Your output should be the lines of the data that follow, reproduced exactly from the first through the line bearing "impl From<StatusChoice> for".

★ ★ ★ ★ ★ ★ ★

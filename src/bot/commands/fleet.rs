//! Fleet Discord commands - list, register, edit, change status and remove cars.

// Inner module to suppress missing_docs warnings for poise macro-generated code
mod inner {
    #![allow(missing_docs)]

    use crate::{
        bot::{BotData, handlers::autocomplete},
        core::{
            fleet::{self, CarInput},
            format::{
                DISCORD_MESSAGE_LIMIT, LIST_TEXT_LIMIT, format_currency, join_within_budget,
                truncate_chars,
            },
        },
        entities::CarStatus,
        errors::{Error, Result},
    };

    /// Entries shown by `/fleet list` before truncating.
    const LIST_LIMIT: usize = 25;

    #[derive(Debug, Clone, Copy, poise::ChoiceParameter)]
    pub enum StatusChoice {
        #[name = "Disponível"]
        Available,
        #[name = "Alugado"]
        Rented,
        #[name = "Manutenção"]
        Maintenance,
    }

    impl From<StatusChoice> for CarStatus {
        fn from(choice: StatusChoice) -> Self {
            match choice {
                StatusChoice::Available => Self::Available,
                StatusChoice::Rented => Self::Rented,
                StatusChoice::Maintenance => Self::Maintenance,
            }
        }
    }

    const fn status_emoji(status: CarStatus) -> &'static str {
        match status {
            CarStatus::Available => "🟢",
            CarStatus::Rented => "🔵",
            CarStatus::Maintenance => "🟠",
        }
    }

    async fn find_car(
        ctx: poise::Context<'_, BotData, Error>,
        plate: &str,
    ) -> Result<Option<crate::entities::car::Model>> {
        let car = fleet::get_car_by_plate(&ctx.data().database, plate).await?;
        if car.is_none() {
            ctx.say(format!("❌ Veículo com placa '{plate}' não encontrado."))
                .await?;
        }
        Ok(car)
    }

    /// Manage the car fleet.
    #[poise::command(
        slash_command,
        subcommands("fleet_list", "fleet_add", "fleet_edit", "fleet_status", "fleet_delete"),
        subcommand_required
    )]
    pub async fn fleet(_ctx: poise::Context<'_, BotData, Error>) -> Result<()> {
        Ok(())
    }

    /// Lists cars, optionally filtered by text and status.
    #[poise::command(slash_command, rename = "list")]
    pub async fn fleet_list(
        ctx: poise::Context<'_, BotData, Error>,
        #[description = "Marca, modelo ou placa"] search: Option<String>,
        #[description = "Filtrar por status"] status: Option<StatusChoice>,
    ) -> Result<()> {
        let cars = fleet::list_cars(&ctx.data().database).await?;
        let filtered = fleet::filter_cars(&cars, search.as_deref().unwrap_or(""), status.map(Into::into));

        if filtered.is_empty() {
            ctx.say("🚗 Nenhum veículo encontrado.").await?;
            return Ok(());
        }

        let header = format!("🚗 **Frota** ({} veículos)\n\n", filtered.len());
        let lines: Vec<String> = filtered
            .iter()
            .map(|car| {
                format!(
                    "{} **{}** `{}` · {} · {}/dia · {}",
                    status_emoji(car.status),
                    truncate_chars(&format!("{} {}", car.brand, car.model), LIST_TEXT_LIMIT),
                    car.license_plate,
                    car.year,
                    format_currency(car.daily_rate),
                    car.status.label()
                )
            })
            .collect();
        let response = join_within_budget(&header, &lines, LIST_LIMIT, DISCORD_MESSAGE_LIMIT);

        ctx.say(response).await?;
        Ok(())
    }

    /// Registers a new car as available.
    #[poise::command(slash_command, rename = "add")]
    pub async fn fleet_add(
        ctx: poise::Context<'_, BotData, Error>,
        #[description = "Marca"] brand: String,
        #[description = "Modelo"] model: String,
        #[description = "Placa"] plate: String,
        #[description = "Ano"] year: i32,
        #[description = "Valor da diária"] daily_rate: f64,
    ) -> Result<()> {
        let db = &ctx.data().database;

        if fleet::get_car_by_plate(db, &plate).await?.is_some() {
            ctx.say(format!("❌ Já existe um veículo com a placa '{plate}'."))
                .await?;
            return Ok(());
        }

        let car = fleet::create_car(
            db,
            CarInput {
                brand,
                model,
                license_plate: plate,
                year,
                daily_rate,
                status: CarStatus::Available,
            },
        )
        .await?;

        ctx.say(format!(
            "✅ Veículo **{} {}** (`{}`) cadastrado a {}/dia.",
            car.brand,
            car.model,
            car.license_plate,
            format_currency(car.daily_rate)
        ))
        .await?;
        Ok(())
    }

    /// Edits a car. Only the given fields change.
    #[poise::command(slash_command, rename = "edit")]
    pub async fn fleet_edit(
        ctx: poise::Context<'_, BotData, Error>,
        #[description = "Placa do veículo"]
        #[autocomplete = "autocomplete::autocomplete_plate"]
        plate: String,
        #[description = "Nova marca"] brand: Option<String>,
        #[description = "Novo modelo"] model: Option<String>,
        #[description = "Nova placa"] new_plate: Option<String>,
        #[description = "Novo ano"] year: Option<i32>,
        #[description = "Nova diária"] daily_rate: Option<f64>,
        #[description = "Novo status"] status: Option<StatusChoice>,
    ) -> Result<()> {
        let Some(car) = find_car(ctx, &plate).await? else {
            return Ok(());
        };

        let input = CarInput {
            brand: brand.unwrap_or(car.brand),
            model: model.unwrap_or(car.model),
            license_plate: new_plate.unwrap_or(car.license_plate),
            year: year.unwrap_or(car.year),
            daily_rate: daily_rate.unwrap_or(car.daily_rate),
            status: status.map_or(car.status, Into::into),
        };
        let updated = fleet::update_car(&ctx.data().database, car.id, input).await?;

        ctx.say(format!(
            "✅ Veículo **{} {}** (`{}`) atualizado · {}/dia · {}",
            updated.brand,
            updated.model,
            updated.license_plate,
            format_currency(updated.daily_rate),
            updated.status.label()
        ))
        .await?;
        Ok(())
    }

    /// Sets a car's status directly.
    #[poise::command(slash_command, rename = "status")]
    pub async fn fleet_status(
        ctx: poise::Context<'_, BotData, Error>,
        #[description = "Placa do veículo"]
        #[autocomplete = "autocomplete::autocomplete_plate"]
        plate: String,
        #[description = "Novo status"] status: StatusChoice,
    ) -> Result<()> {
        let Some(car) = find_car(ctx, &plate).await? else {
            return Ok(());
        };

        let updated = fleet::set_car_status(&ctx.data().database, car.id, status.into()).await?;
        ctx.say(format!(
            "{} `{}` agora está **{}**.",
            status_emoji(updated.status),
            updated.license_plate,
            updated.status.label()
        ))
        .await?;
        Ok(())
    }

    /// Removes a car that has no rentals or maintenance history.
    #[poise::command(slash_command, rename = "delete")]
    pub async fn fleet_delete(
        ctx: poise::Context<'_, BotData, Error>,
        #[description = "Placa do veículo"]
        #[autocomplete = "autocomplete::autocomplete_plate"]
        plate: String,
    ) -> Result<()> {
        let Some(car) = find_car(ctx, &plate).await? else {
            return Ok(());
        };

        fleet::delete_car(&ctx.data().database, car.id).await?;
        ctx.say(format!(
            "🗑️ Veículo **{} {}** (`{}`) removido.",
            car.brand, car.model, car.license_plate
        ))
        .await?;
        Ok(())
    }
}

// Re-export all commands
pub use inner::*;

★ ★ ★ ★ ★ ★ ★

**Solution below**
filename src/bot/commands/fleet.rs
//! Fleet Discord commands - list, register, edit, change status and remove cars.

// Inner module to suppress missing_docs warnings for poise macro-generated code
mod inner {
    #![allow(missing_docs)]

    use crate::{
        bot::{BotData, handlers::autocomplete},
        core::{
            fleet::{self, CarInput},
            format::{
                DISCORD_MESSAGE_LIMIT, LIST_TEXT_LIMIT, format_currency, join_within_budget,
                truncate_chars,
            },
        },
        entities::CarStatus,
        errors::{Error, Result},
    };

    /// Entries shown by `/fleet list` before truncating.
    const LIST_LIMIT: usize = 25;

    #[derive(Debug, Clone, Copy, poise::ChoiceParameter)]
    pub enum StatusChoice {
        #[name = "Disponível"]
        Available,
        #[name = "Alugado"]
        Rented,
        #[name = "Manutenção"]
        Maintenance,
    }

    impl From<StatusChoice> for CarStatus {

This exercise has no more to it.